Il turismo sta cambiando il Giappone



Riprendo da Katane, newsletter della giornalista Giulia Pompili, “l Giappone sta rivoluzionando se stesso pur di arrivare all'appuntamento con i quaranta milioni di visitatori l'anno entro il 2020, così come annunciato dal primo ministro Shinzo Abe. (…)
Nel 2018 più di trenta milioni di stranieri hanno visitato il paese, tanto che qualcuno dice che si sta avvicinando il punto di non ritorno, cioè un “inquinamento turistico”- continua Giulia Pompili - “Però c'è anche la questione economica, e tanti turisti significano che la strategia di Abe per sponsorizzare il Giappone come meta turistica sta funzionando: negli ultimi anni abbiamo raccontato i vari cambiamenti. Primo fra tutti, l'introduzione della tassa per chi parte da un aeroporto giapponese (mille yen ciascuno) e poi i progetti per il gioco d'azzardo e la “occidentalizzazione” forzata di alcuni ambienti.
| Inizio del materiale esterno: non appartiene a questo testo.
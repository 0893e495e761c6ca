//! Sectioned split for strict hard-limit providers.
//!
//! Used when a document is so large that keeping only its head would drop
//! most of the content indiscriminately. The document is partitioned into
//! sections, a high-value subset is selected and reassembled under a
//! provenance banner.

use crate::budget::limits::{Provider, SplitLimits};
use crate::config::FitterConfig;
use crate::error::FitError;
use crate::fitter::banner::{split_banner, MIDDLE_TRUNCATED_MARKER, REMAINDER_TRUNCATED_MARKER};
use crate::fitter::segmenter::{DocumentSegmenter, Section};
use crate::fitter::selection::{select_sections, KeywordMatcher, SelectionPolicy};
use crate::fitter::text::{char_len, head_chars, tail_chars};
use crate::fitter::truncate::truncate_with_banner;
use crate::fitter::types::{FitPath, Outcome};

/// Partition, select and reassemble `document` under `limits.split_ceiling`.
pub(crate) fn sectioned_split(
    document: &str,
    original_chars: usize,
    provider: Provider,
    limits: &SplitLimits,
    config: &FitterConfig,
    matcher: &KeywordMatcher,
) -> Result<Outcome, FitError> {
    let sections = DocumentSegmenter::new(limits.section_chars).segment(document);
    let policy = SelectionPolicy {
        split_ceiling: limits.split_ceiling,
        keyword_fill_ratio: config.keyword_fill_ratio,
        filler_fill_ratio: config.filler_fill_ratio,
        max_filler_sections: config.max_filler_sections,
    };
    let selection = select_sections(&sections, &policy, matcher);

    if selection.indices.is_empty() {
        tracing::warn!("Sectioning produced nothing usable, truncating head instead");
        let text = truncate_with_banner(
            document,
            original_chars,
            limits.split_ceiling,
            provider,
            config.truncation_safety_margin,
        )?;
        return Ok(Outcome::truncated(text, FitPath::SectionedSplit));
    }

    let selected: Vec<&Section<'_>> = selection
        .indices
        .iter()
        .filter_map(|idx| sections.get(*idx))
        .collect();
    let (Some(first), Some(last)) = (selected.first(), selected.last()) else {
        return Err(FitError::NoSections);
    };

    let banner = split_banner(original_chars, sections.len(), selected.len());
    let assembled = assemble(&banner, &selected);
    let assembled_chars = char_len(&assembled);

    tracing::info!(
        "Split document into {} sections, kept {} ({} chars assembled)",
        sections.len(),
        selected.len(),
        assembled_chars
    );

    let text = if assembled_chars <= limits.split_ceiling {
        assembled
    } else {
        let prefix_chars = char_len(&banner) + first.chars + config.head_margin_chars;
        let suffix_chars = config.tail_keep_chars.min(last.chars);
        clamp_three_part(
            &assembled,
            prefix_chars,
            suffix_chars,
            limits.split_ceiling,
            config.min_middle_chars,
        )?
    };

    Ok(Outcome {
        text,
        truncated: true,
        path: FitPath::SectionedSplit,
        sections: Some((sections.len(), selected.len())),
    })
}

/// Banner followed by the selected sections, each starting on its own line.
fn assemble(banner: &str, selected: &[&Section<'_>]) -> String {
    let capacity = banner.len() + selected.iter().map(|s| s.text.len() + 1).sum::<usize>();
    let mut text = String::with_capacity(capacity);
    text.push_str(banner);
    for section in selected {
        if !text.is_empty() && !text.ends_with('\n') {
            text.push('\n');
        }
        text.push_str(section.text);
    }
    text
}

/// Fit `assembled` under `ceiling` by cutting its middle.
///
/// Keeps the first `prefix_chars` plus as much following text as fits, then
/// the middle marker, then the last `suffix_chars`. With less than
/// `min_middle_chars` of room for the middle, falls back to head truncation.
fn clamp_three_part(
    assembled: &str,
    prefix_chars: usize,
    suffix_chars: usize,
    ceiling: usize,
    min_middle_chars: usize,
) -> Result<String, FitError> {
    let marker_chars = char_len(MIDDLE_TRUNCATED_MARKER);
    let fixed = prefix_chars + suffix_chars + marker_chars;

    if fixed + min_middle_chars > ceiling {
        tracing::warn!(
            "Not enough room for a middle section ({} fixed of {} chars), truncating head",
            fixed,
            ceiling
        );
        let trailing_chars = char_len(REMAINDER_TRUNCATED_MARKER);
        if ceiling <= trailing_chars {
            return Err(FitError::NoRoomForContent {
                banner_chars: trailing_chars,
                ceiling_chars: ceiling,
            });
        }
        let mut text = head_chars(assembled, ceiling - trailing_chars).to_string();
        text.push_str(REMAINDER_TRUNCATED_MARKER);
        return Ok(text);
    }

    let head = head_chars(assembled, ceiling - suffix_chars - marker_chars);
    let tail = tail_chars(assembled, suffix_chars);

    let mut text = String::with_capacity(head.len() + MIDDLE_TRUNCATED_MARKER.len() + tail.len());
    text.push_str(head);
    text.push_str(MIDDLE_TRUNCATED_MARKER);
    text.push_str(tail);
    Ok(text)
}

#[cfg(test)]
mod tests {
    use super::*;

    fn config() -> FitterConfig {
        FitterConfig::default()
    }

    fn matcher() -> KeywordMatcher {
        KeywordMatcher::new(&config().keywords).unwrap()
    }

    fn limits(split_ceiling: usize, section_chars: usize) -> SplitLimits {
        SplitLimits {
            must_split_threshold: split_ceiling * 2,
            split_ceiling,
            section_chars,
        }
    }

    /// Paragraph lines of exactly 100 chars (newline included).
    fn line(fill: char) -> String {
        let mut line: String = std::iter::repeat(fill).take(99).collect();
        line.push('\n');
        line
    }

    #[test]
    fn keeps_head_keyword_and_tail_sections() {
        let mut doc = String::new();
        doc.push_str(&line('a').repeat(10)); // section 0
        for _ in 0..20 {
            doc.push_str(&line('b').repeat(10)); // filler sections
        }
        doc.push_str("Test senaryosu: login must work\n");
        doc.push_str(&line('c').repeat(9)); // keyword section
        doc.push_str(&line('z').repeat(10)); // tail

        let original = char_len(&doc);
        let outcome = sectioned_split(
            &doc,
            original,
            Provider::Azure,
            &limits(10_000, 1_000),
            &config(),
            &matcher(),
        )
        .unwrap();

        assert!(outcome.truncated);
        assert_eq!(outcome.path, FitPath::SectionedSplit);
        assert!(outcome.text.contains("Test senaryosu"));
        assert!(outcome.text.starts_with("\n## DOCUMENT INFO"));
        assert!(outcome.text.contains(&line('a')));
        assert!(outcome.text.ends_with(&line('z')));

        let (total, selected) = outcome.sections.unwrap();
        assert_eq!(total, 23);
        // head + 3 fillers + keyword + tail
        assert_eq!(selected, 6);
        assert!(char_len(&outcome.text) <= 10_000);
    }

    #[test]
    fn clamps_oversized_assembly_to_ceiling() {
        let doc = line('a').repeat(200);
        let original = char_len(&doc);
        // The 5_000-char head section plus the banner overflows the 5_100
        // ceiling, leaving no room for a middle.
        let outcome = sectioned_split(
            &doc,
            original,
            Provider::Azure,
            &limits(5_100, 5_000),
            &config(),
            &matcher(),
        )
        .unwrap();

        assert_eq!(char_len(&outcome.text), 5_100);
        assert!(outcome.text.ends_with(REMAINDER_TRUNCATED_MARKER));
        assert_eq!(outcome.sections, Some((4, 1)));
    }

    #[test]
    fn empty_selection_falls_back_to_banner_truncation() {
        let outcome = sectioned_split(
            "",
            0,
            Provider::Azure,
            &limits(10_000, 1_000),
            &config(),
            &matcher(),
        )
        .unwrap();

        assert_eq!(outcome.path, FitPath::SectionedSplit);
        assert!(outcome.truncated);
        assert_eq!(outcome.sections, None);
        assert!(outcome.text.starts_with("\n## DOCUMENT INFO"));
        assert!(outcome.text.ends_with(REMAINDER_TRUNCATED_MARKER));
    }

    #[test]
    fn three_part_clamp_keeps_head_and_tail() {
        let assembled = format!("{}{}{}", "H".repeat(2_000), "M".repeat(10_000), "T".repeat(2_000));
        let text = clamp_three_part(&assembled, 1_000, 2_000, 6_000, 1_000).unwrap();

        assert_eq!(char_len(&text), 6_000);
        assert!(text.starts_with(&"H".repeat(2_000)));
        assert!(text.ends_with(&"T".repeat(2_000)));
        assert!(text.contains(MIDDLE_TRUNCATED_MARKER));
    }

    #[test]
    fn three_part_clamp_falls_back_to_head_truncation() {
        let assembled = "x".repeat(10_000);
        let text = clamp_three_part(&assembled, 4_000, 2_000, 6_000, 1_000).unwrap();

        assert_eq!(char_len(&text), 6_000);
        assert!(text.ends_with(REMAINDER_TRUNCATED_MARKER));
        assert!(!text.contains(MIDDLE_TRUNCATED_MARKER));
    }

    #[test]
    fn assemble_separates_sections_without_trailing_newline() {
        let first = Section {
            index: 0,
            text: "chunk",
            chars: 5,
        };
        let last = Section {
            index: 3,
            text: "tail",
            chars: 4,
        };
        let text = assemble("banner\n", &[&first, &last]);
        assert_eq!(text, "banner\nchunk\ntail");
    }
}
Per esempio: molto più inglese in giro e meno kanji, ma più parole in hiragana (una specie di “alfabeto” semplificato giapponese); niente più simboli dei templi buddisti sulle mappe, perché ricordano troppo la svastica nazista; più onsen (le terme giapponesi) aperte ai tatuati occidentali; niente più magazine porno nei convenience store.”